Two interesting stories appeared this week on coral. The fact they are endangered and that they have been discovered off the Canadian East Coast.

Corals Added To IUCN Red List Of Threatened Species For First Time

"There is a common misconception that marine species are not as vulnerable to extinction as land-based species," said Roger McManus, CI's vice president for marine programs. "However, we increasingly realize that marine biodiversity is also faced with serious environmental threat, and that there is an urgent need to determine the worldwide extent of these pressures to guide marine conservation practice."

"Marine ecosystems are vulnerable to threats at all scales -- globally through climate change, regionally from El Niño events, and locally when over-fishing removes key ecosystem building blocks," said Jane Smart, head of the IUCN Species Program. "We need more effective solutions to manage marine resources in a more sustainable way in light of these increasing threats."

Scientists find trio of coral 'hot spots' off Canada's East Coast

Scientists have for the first time discovered a string of coral 'hot spots' in waters off Canada's East Coast and will use the surprising finds to press global fishing interests to steer clear of areas they say are vital marine habitats.

Canadian researchers, in a study to be released Tuesday, said they found heavy concentrations of about 30 species of coral along a stretch of the seabed that extends from the Hudson Strait off Labrador to the Grand Banks off southern Newfoundland.

Their 40-page report says three main sites serve as sanctuaries for a variety of marine animals, but are being damaged by intense fishing.

"We're recommending an immediate fisheries closure in those areas where coral concentrations can be identified within those hot spots," said Bob Rangeley of the World Wildlife Fund, which released the study.

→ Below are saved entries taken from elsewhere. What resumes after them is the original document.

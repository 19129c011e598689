//! party_profiles entity
//! Lightweight profile summaries joined into contract detail queries

use sea_orm::entity::prelude::*;

#[derive(Clone, Debug, PartialEq, DeriveEntityModel, Eq)]
#[sea_orm(table_name = "party_profiles")]
pub struct Model {
    #[sea_orm(primary_key, auto_increment = false)]
    pub id: String,
    pub display_name: String,
    pub role: String, // investor, freelancer
    pub ledger_address: Option<String>,
    #[sea_orm(column_type = "TimestampWithTimeZone")]
    pub created_at: DateTimeUtc,
    #[sea_orm(column_type = "TimestampWithTimeZone")]
    pub updated_at: DateTimeUtc,
}

#[derive(Copy, Clone, Debug, EnumIter, DeriveRelation)]
pub enum Relation {}

impl ActiveModelBehavior for ActiveModel {}
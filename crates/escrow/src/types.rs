//! Domain types for contracts, deliverables and parties
//!
//! Records crossing the store boundary are explicitly typed; status values
//! are parsed at that boundary and unknown values rejected rather than
//! carried around as strings.

use chrono::{DateTime, Utc};
use fairlance_ledger_trait::LedgerContractStatus;
use serde::{Deserialize, Serialize};
use std::fmt;
use uuid::Uuid;

/// Contract lifecycle status (maps to SQL ENUM)
#[derive(Debug, Clone, Copy, PartialEq, Eq, Serialize, Deserialize)]
pub enum ContractStatus {
    /// Created, not yet submitted to the freelancer
    Draft,
    /// Awaiting freelancer acceptance
    Pending,
    /// Accepted, work in progress
    Active,
    /// Work marked done by the freelancer
    Completed,
    /// Cancelled by either party
    Cancelled,
    /// Ledger registration failed during creation; terminal, with the
    /// failure reason in `error_message`. Never entered through the
    /// transition table.
    Failed,
}

impl ContractStatus {
    pub fn as_str(&self) -> &'static str {
        match self {
            Self::Draft => "DRAFT",
            Self::Pending => "PENDING",
            Self::Active => "ACTIVE",
            Self::Completed => "COMPLETED",
            Self::Cancelled => "CANCELLED",
            Self::Failed => "FAILED",
        }
    }

    pub fn parse(s: &str) -> Option<Self> {
        match s {
            "DRAFT" => Some(Self::Draft),
            "PENDING" => Some(Self::Pending),
            "ACTIVE" => Some(Self::Active),
            "COMPLETED" => Some(Self::Completed),
            "CANCELLED" => Some(Self::Cancelled),
            "FAILED" => Some(Self::Failed),
            _ => None,
        }
    }

    pub fn is_terminal(&self) -> bool {
        matches!(self, Self::Completed | Self::Cancelled | Self::Failed)
    }

    /// The ledger-side representation of this status, for statuses that
    /// exist on-chain. `Draft` and `Failed` have no ledger counterpart.
    pub fn ledger_status(&self) -> Option<LedgerContractStatus> {
        match self {
            Self::Pending => Some(LedgerContractStatus::Pending),
            Self::Active => Some(LedgerContractStatus::Active),
            Self::Completed => Some(LedgerContractStatus::Completed),
            Self::Cancelled => Some(LedgerContractStatus::Cancelled),
            Self::Draft | Self::Failed => None,
        }
    }
}

impl fmt::Display for ContractStatus {
    fn fmt(&self, f: &mut fmt::Formatter<'_>) -> fmt::Result {
        write!(f, "{}", self.as_str())
    }
}

/// Deliverable status; `Approved` and `Rejected` are terminal
#[derive(Debug, Clone, Copy, PartialEq, Eq, Serialize, Deserialize)]
pub enum DeliverableStatus {
    Pending,
    Approved,
    Rejected,
}

impl DeliverableStatus {
    pub fn as_str(&self) -> &'static str {
        match self {
            Self::Pending => "PENDING",
            Self::Approved => "APPROVED",
            Self::Rejected => "REJECTED",
        }
    }

    pub fn parse(s: &str) -> Option<Self> {
        match s {
            "PENDING" => Some(Self::Pending),
            "APPROVED" => Some(Self::Approved),
            "REJECTED" => Some(Self::Rejected),
            _ => None,
        }
    }

    pub fn is_terminal(&self) -> bool {
        matches!(self, Self::Approved | Self::Rejected)
    }
}

impl fmt::Display for DeliverableStatus {
    fn fmt(&self, f: &mut fmt::Formatter<'_>) -> fmt::Result {
        write!(f, "{}", self.as_str())
    }
}

/// Role of a party in the marketplace
#[derive(Debug, Clone, Copy, PartialEq, Eq, Serialize, Deserialize)]
pub enum PartyRole {
    Investor,
    Freelancer,
}

impl PartyRole {
    pub fn as_str(&self) -> &'static str {
        match self {
            Self::Investor => "investor",
            Self::Freelancer => "freelancer",
        }
    }

    pub fn parse(s: &str) -> Option<Self> {
        match s {
            "investor" => Some(Self::Investor),
            "freelancer" => Some(Self::Freelancer),
            _ => None,
        }
    }
}

impl fmt::Display for PartyRole {
    fn fmt(&self, f: &mut fmt::Formatter<'_>) -> fmt::Result {
        write!(f, "{}", self.as_str())
    }
}

/// Authenticated caller identity, threaded explicitly into every service
/// call. Produced by [`crate::auth::verify_jwt`]; never read ambiently.
#[derive(Debug, Clone, PartialEq, Eq)]
pub struct Caller {
    /// Stable party id from the identity provider
    pub id: String,
    /// Role tag from the identity provider
    pub role: PartyRole,
}

/// Linkage between a stored contract and its on-ledger counterpart.
///
/// Modeled as a single optional unit so a contract is either fully
/// on-ledger or fully off-ledger; partial linkage is unrepresentable.
#[derive(Debug, Clone, PartialEq, Eq, Serialize, Deserialize)]
pub struct LedgerLinkage {
    /// Ledger-side contract identity
    pub ledger_contract_id: String,
    /// Address of the escrow contract holding the locked value
    pub ledger_address: String,
    /// Hash of the registration transaction
    pub transaction_hash: String,
}

/// A marketplace contract between an investor and a freelancer
#[derive(Debug, Clone, PartialEq, Eq)]
pub struct Contract {
    pub id: Uuid,
    pub investor_id: String,
    pub freelancer_id: String,
    pub title: String,
    pub description: Option<String>,
    /// Escrowed amount in minor units; never negative
    pub value: i64,
    /// Opaque terms text or URI
    pub terms: Option<String>,
    pub status: ContractStatus,
    pub linkage: Option<LedgerLinkage>,
    /// Set only on a completed contract, when the investor confirms the
    /// deliverables and authorizes release of the escrowed value
    pub verified: bool,
    /// Failure reason for `Failed` contracts
    pub error_message: Option<String>,
    /// Optimistic concurrency token; bumped on every committed mutation
    pub version: i64,
    pub created_at: DateTime<Utc>,
    pub updated_at: DateTime<Utc>,
    pub completed_at: Option<DateTime<Utc>>,
}

/// A deliverable attached to an active contract
#[derive(Debug, Clone, PartialEq, Eq)]
pub struct Deliverable {
    pub id: Uuid,
    pub contract_id: Uuid,
    pub title: String,
    pub description: Option<String>,
    pub file_url: Option<String>,
    pub status: DeliverableStatus,
    /// Best-effort ledger reference; may lag or be absent
    pub ledger_uri: Option<String>,
    pub version: i64,
    pub created_at: DateTime<Utc>,
    pub updated_at: DateTime<Utc>,
}

/// Typed join result for party profile lookups
#[derive(Debug, Clone, PartialEq, Eq, Serialize, Deserialize)]
pub struct PartyProfileSummary {
    pub id: String,
    pub display_name: String,
    pub role: PartyRole,
    pub ledger_address: Option<String>,
}

/// Contract together with both party profiles, when known
#[derive(Debug, Clone, PartialEq, Eq)]
pub struct ContractDetail {
    pub contract: Contract,
    pub investor: Option<PartyProfileSummary>,
    pub freelancer: Option<PartyProfileSummary>,
}

/// Input for contract creation
#[derive(Debug, Clone)]
pub struct NewContract {
    pub investor_id: String,
    pub freelancer_id: String,
    pub title: String,
    pub description: Option<String>,
    pub value: i64,
    pub terms: Option<String>,
    /// Register the contract on the ledger during creation
    pub on_ledger: bool,
    /// Freelancer's ledger address; required when `on_ledger` is set
    pub freelancer_ledger_address: Option<String>,
}

/// Input for deliverable creation
#[derive(Debug, Clone)]
pub struct NewDeliverable {
    pub title: String,
    pub description: Option<String>,
    pub file_url: Option<String>,
}
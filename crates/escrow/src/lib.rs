//! Contract lifecycle and escrow state machine for the marketplace
//!
//! This crate provides:
//! - The contract lifecycle state machine with per-party authorization
//! - The deliverable sub-lifecycle gated by the parent contract
//! - A durable-store boundary with optimistic concurrency (SeaORM and
//!   in-memory implementations)
//! - Reconciliation with an optional external ledger via
//!   `fairlance-ledger-trait`
//! - JWT Ed25519 identity verification
//!
//! Can be embedded by any caller-facing layer; it has no wire protocol of
//! its own.

pub mod auth;
pub mod database;
pub mod entity;
pub mod error;
pub mod memory;
pub mod service;
pub mod store;
pub mod transitions;
pub mod types;

// Re-export commonly used types
pub use auth::{create_jwt, verify_jwt};
pub use database::{Database, SeaOrmStore};
pub use error::{EscrowError, EscrowResult};
pub use memory::InMemoryStore;
pub use service::EscrowService;
pub use store::{ContractChanges, ContractStore, DeliverableChanges};
pub use transitions::{check_transition, transition_rule, TransitionRule};
pub use types::{
    Caller, Contract, ContractDetail, ContractStatus, Deliverable, DeliverableStatus,
    LedgerLinkage, NewContract, NewDeliverable, PartyProfileSummary, PartyRole,
};
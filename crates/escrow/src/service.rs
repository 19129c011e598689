//! Escrow service: command and query surface over the contract lifecycle
//!
//! Orchestrates the two systems of record. For status transitions and
//! payment release the ledger is mirrored *before* the store commits, and
//! a ledger failure aborts the whole operation so the two never diverge.
//! Deliverable creation is the one deliberate exception: the store is
//! authoritative for deliverables and the ledger reference is advisory, so
//! a ledger failure there is logged and swallowed.

use chrono::Utc;
use std::sync::Arc;
use tracing::{debug, info, warn};
use uuid::Uuid;

use fairlance_ledger_trait::LedgerBridge;

use crate::error::{EscrowError, EscrowResult};
use crate::store::{ContractChanges, ContractStore, DeliverableChanges};
use crate::transitions::check_transition;
use crate::types::{
    Caller, Contract, ContractDetail, ContractStatus, Deliverable, DeliverableStatus,
    LedgerLinkage, NewContract, NewDeliverable, PartyRole,
};

/// Contract lifecycle service
pub struct EscrowService {
    store: Arc<dyn ContractStore>,
    ledger: Option<Arc<dyn LedgerBridge>>,
}
#[tokio::test]
async fn completion_timeout_leaves_contract_active_without_timestamp() {
    let (fixture, _ledger) = Fixture::with_ledger(ScriptedLedger {
        update_on_completed: Some(Outcome::Timeout),
        ..ScriptedLedger::succeeding()
    });

    let contract = fixture
        .service
        .create_contract(&fixture.investor, fixture.new_contract(true))
        .await
        .unwrap();
    // Acceptance mirrors fine; only the completion mirror times out
    let active = fixture
        .service
        .transition_status(&fixture.freelancer, contract.id, ContractStatus::Active)
        .await
        .unwrap();

    let result = fixture
        .service
        .transition_status(&fixture.freelancer, contract.id, ContractStatus::Completed)
        .await;
    assert!(matches!(
        result,
        Err(EscrowError::Ledger(LedgerError::Timeout { .. }))
    ));

    let unchanged = fixture
        .service
        .get_contract(&fixture.freelancer, contract.id)
        .await
        .unwrap();
    assert_eq!(unchanged.status, ContractStatus::Active);
    assert!(unchanged.completed_at.is_none());
    assert_eq!(unchanged.version, active.version);
}

#[tokio::test]
async fn retry_guidance_distinguishes_user_rejection_from_infrastructure() {
    let (fixture, _ledger) = Fixture::with_ledger(ScriptedLedger {
        update: Outcome::UserRejected,
        ..ScriptedLedger::succeeding()
    });

    let contract = fixture
        .service
        .create_contract(&fixture.investor, fixture.new_contract(true))
        .await
        .unwrap();

    let err = fixture
        .service
        .transition_status(&fixture.freelancer, contract.id, ContractStatus::Active)
        .await
        .unwrap_err();
    assert!(!err.is_retryable());

    let timeout = EscrowError::Ledger(LedgerError::Timeout { seconds: 30 });
    assert!(timeout.is_retryable());
}

// ===== Deliverables =====

#[tokio::test]
async fn deliverable_review_flow() {
    let fixture = Fixture::new();
    let contract_id = fixture.active_contract().await;

    let deliverable = fixture
        .service
        .add_deliverable(
            &fixture.freelancer,
            contract_id,
            NewDeliverable {
                title: "Logo v1".to_string(),
                description: None,
                file_url: Some("https://files.example/logo-v1.svg".to_string()),
            },
        )
        .await
        .unwrap();
    assert_eq!(deliverable.status, DeliverableStatus::Pending);

    let approved = fixture
        .service
        .update_deliverable_status(&fixture.investor, deliverable.id, DeliverableStatus::Approved)
        .await
        .unwrap();
    assert_eq!(approved.status, DeliverableStatus::Approved);

    // No transition out of a terminal verdict
    let result = fixture
        .service
        .update_deliverable_status(&fixture.investor, deliverable.id, DeliverableStatus::Rejected)
        .await;
    assert!(matches!(result, Err(EscrowError::InvalidState { .. })));

    let deliverables = fixture
        .service
        .list_deliverables(&fixture.investor, contract_id)
        .await
        .unwrap();
    assert_eq!(deliverables.len(), 1);
    assert_eq!(deliverables[0].status, DeliverableStatus::Approved);
}

#[tokio::test]
async fn deliverable_authorization_and_gating() {
    let fixture = Fixture::new();
    let contract_id = fixture.active_contract().await;

    let new = NewDeliverable {
        title: "Logo v1".to_string(),
        description: None,
        file_url: None,
    };

    // Only the freelancer adds deliverables
    assert!(matches!(
        fixture
            .service
            .add_deliverable(&fixture.investor, contract_id, new.clone())
            .await,
        Err(EscrowError::Forbidden { .. })
    ));

    let deliverable = fixture
        .service
        .add_deliverable(&fixture.freelancer, contract_id, new.clone())
        .await
        .unwrap();

    // Only the investor reviews them
    assert!(matches!(
        fixture
            .service
            .update_deliverable_status(
                &fixture.freelancer,
                deliverable.id,
                DeliverableStatus::Approved
            )
            .await,
        Err(EscrowError::Forbidden { .. })
    ));

    // Pending is not a reviewable verdict
    assert!(matches!(
        fixture
            .service
            .update_deliverable_status(
                &fixture.investor,
                deliverable.id,
                DeliverableStatus::Pending
            )
            .await,
        Err(EscrowError::InvalidArgument { .. })
    ));

    // Review is gated on the parent contract still being active
    fixture
        .service
        .transition_status(&fixture.freelancer, contract_id, ContractStatus::Completed)
        .await
        .unwrap();
    assert!(matches!(
        fixture
            .service
            .update_deliverable_status(
                &fixture.investor,
                deliverable.id,
                DeliverableStatus::Approved
            )
            .await,
        Err(EscrowError::InvalidState { .. })
    ));

    // And so is adding new ones
    assert!(matches!(
        fixture
            .service
            .add_deliverable(&fixture.freelancer, contract_id, new)
            .await,
        Err(EscrowError::InvalidState { .. })
    ));
}

#[tokio::test]
async fn deliverables_require_an_active_contract() {
    let fixture = Fixture::new();
    let contract = fixture
        .service
        .create_contract(&fixture.investor, fixture.new_contract(false))
        .await
        .unwrap();

    let result = fixture
        .service
        .add_deliverable(
            &fixture.freelancer,
            contract.id,
            NewDeliverable {
                title: "Too early".to_string(),
                description: None,
                file_url: None,
            },
        )
        .await;
    assert!(matches!(result, Err(EscrowError::InvalidState { .. })));
}

#[tokio::test]
async fn deliverable_ledger_failure_is_swallowed() {
    let (fixture, ledger) = Fixture::with_ledger(ScriptedLedger {
        deliverable: Outcome::Timeout,
        ..ScriptedLedger::succeeding()
    });

    let contract = fixture
        .service
        .create_contract(&fixture.investor, fixture.new_contract(true))
        .await
        .unwrap();
    fixture
        .service
        .transition_status(&fixture.freelancer, contract.id, ContractStatus::Active)
        .await
        .unwrap();

    // The ledger reference fails, but the deliverable itself succeeds:
    // the store is authoritative, the ledger reference is advisory.
    let deliverable = fixture
        .service
        .add_deliverable(
            &fixture.freelancer,
            contract.id,
            NewDeliverable {
                title: "Logo v1".to_string(),
                description: None,
                file_url: None,
            },
        )
        .await
        .unwrap();

    assert_eq!(deliverable.status, DeliverableStatus::Pending);
    assert!(deliverable.ledger_uri.is_none());
    assert!(ledger
        .calls()
        .iter()
        .any(|c| c.starts_with("deliverable:7:")));
}

#[tokio::test]
async fn deliverable_ledger_reference_recorded_on_success() {
    let (fixture, _ledger) = Fixture::with_ledger(ScriptedLedger::succeeding());

    let contract = fixture
        .service
        .create_contract(&fixture.investor, fixture.new_contract(true))
        .await
        .unwrap();
    fixture
        .service
        .transition_status(&fixture.freelancer, contract.id, ContractStatus::Active)
        .await
        .unwrap();

    let deliverable = fixture
        .service
        .add_deliverable(
            &fixture.freelancer,
            contract.id,
            NewDeliverable {
                title: "Logo v1".to_string(),
                description: None,
                file_url: Some("https://files.example/logo-v1.svg".to_string()),
            },
        )
        .await
        .unwrap();

    assert_eq!(
        deliverable.ledger_uri.as_deref(),
        Some("https://files.example/logo-v1.svg")
    );
}

// ===== Concurrency =====

#[tokio::test]
async fn stale_version_updates_conflict_and_change_nothing() {
    use escrow::{ContractChanges, ContractStore};

    let fixture = Fixture::new();
    let contract = fixture
        .service
        .create_contract(&fixture.investor, fixture.new_contract(false))
        .await
        .unwrap();

    // A concurrent writer commits first
    fixture
        .store
        .update_contract(
            contract.id,
            contract.version,
            ContractChanges {
                status: Some(ContractStatus::Pending),
                ..Default::default()
            },
        )
        .await
        .unwrap();

    // The stale writer loses with Conflict
    let result = fixture
        .store
        .update_contract(
            contract.id,
            contract.version,
            ContractChanges {
                status: Some(ContractStatus::Cancelled),
                ..Default::default()
            },
        )
        .await;
    assert!(matches!(result, Err(EscrowError::Conflict { .. })));

    let current = fixture
        .service
        .get_contract(&fixture.investor, contract.id)
        .await
        .unwrap();
    assert_eq!(current.status, ContractStatus::Pending);
}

While large scale trawler fishing is a problem for coral reefs so is offshore oil and gas exploration in countries like the Philippines.


Gov’t Selling Protected Seas to TNCs – Environmental Groups

In line with its thrust of attracting foreign investments, the Arroyo government is now opening up the country’s protected seas to oil and gas exploration by transnational corporations.


In our brave new world of genetic modification coral genes have been added to tropical fish.

GlowFish - freshwater zebra fish native to Asia that have been genetically modified to express fluorescent proteins so they glow red, green or yellow. The genes come from a coral and an anemone.

And ancient coral reefs are being studied because of the impact that volcanic global warming had millions of years ago on the extinction of almost all life on earth.


In 1991, scientists reported that the largest known volcanic event in the past 600 million years occurred at the same time as the end-Permian extinction. Magma extruded through coal-rich regions of the Earth's crust and blanketed a region the size of the continental United States with basalt to a depth of up to 6 kilometers. The eruptions that formed the Siberian Traps not only threw ash, debris and toxic gases into the atmosphere but also may have heated the coal and released vast quantities of carbon dioxide and methane into the atmosphere.

Rapid release of these greenhouse gases would have caused the oceans first to become acidic and then to become supersaturated with calcium carbonate. In the July Bulletin, Payne presents evidence that underwater limestone beds around the world eroded at the time of the end-Permian extinction. This finding, coupled with geochemical evidence for changes in the relative abundances of carbon isotopes, strongly suggests an acidic marine environment at the time of the extinction. The rock layers immediately covering this eroded surface include carbonate crystal fans, which indicate oceans supersaturated with calcium carbonate.

More than 90 percent of all marine species disappeared from the Great Bank of Guizhou and other end-Permian fossil formations 250 million years ago. Land plants and animals suffered similar losses. Douglas Erwin, curator of the Paleozoic invertebrates collection at the Smithsonian National Museum of Natural History, has dubbed this event "the greatest biodiversity crisis in the history of life." An unusually long period of time passed before biological diversity began to reappear.

"This end-Permian extinction is beginning to look a whole lot like the world we live in right now," Payne said. "The good news, if there is good news, is that we have not yet released as much carbon into the atmosphere as would be hypothesized for the end-Permian extinction. Whether or not we get there depends largely on future policy decisions and what happens over the next couple of centuries."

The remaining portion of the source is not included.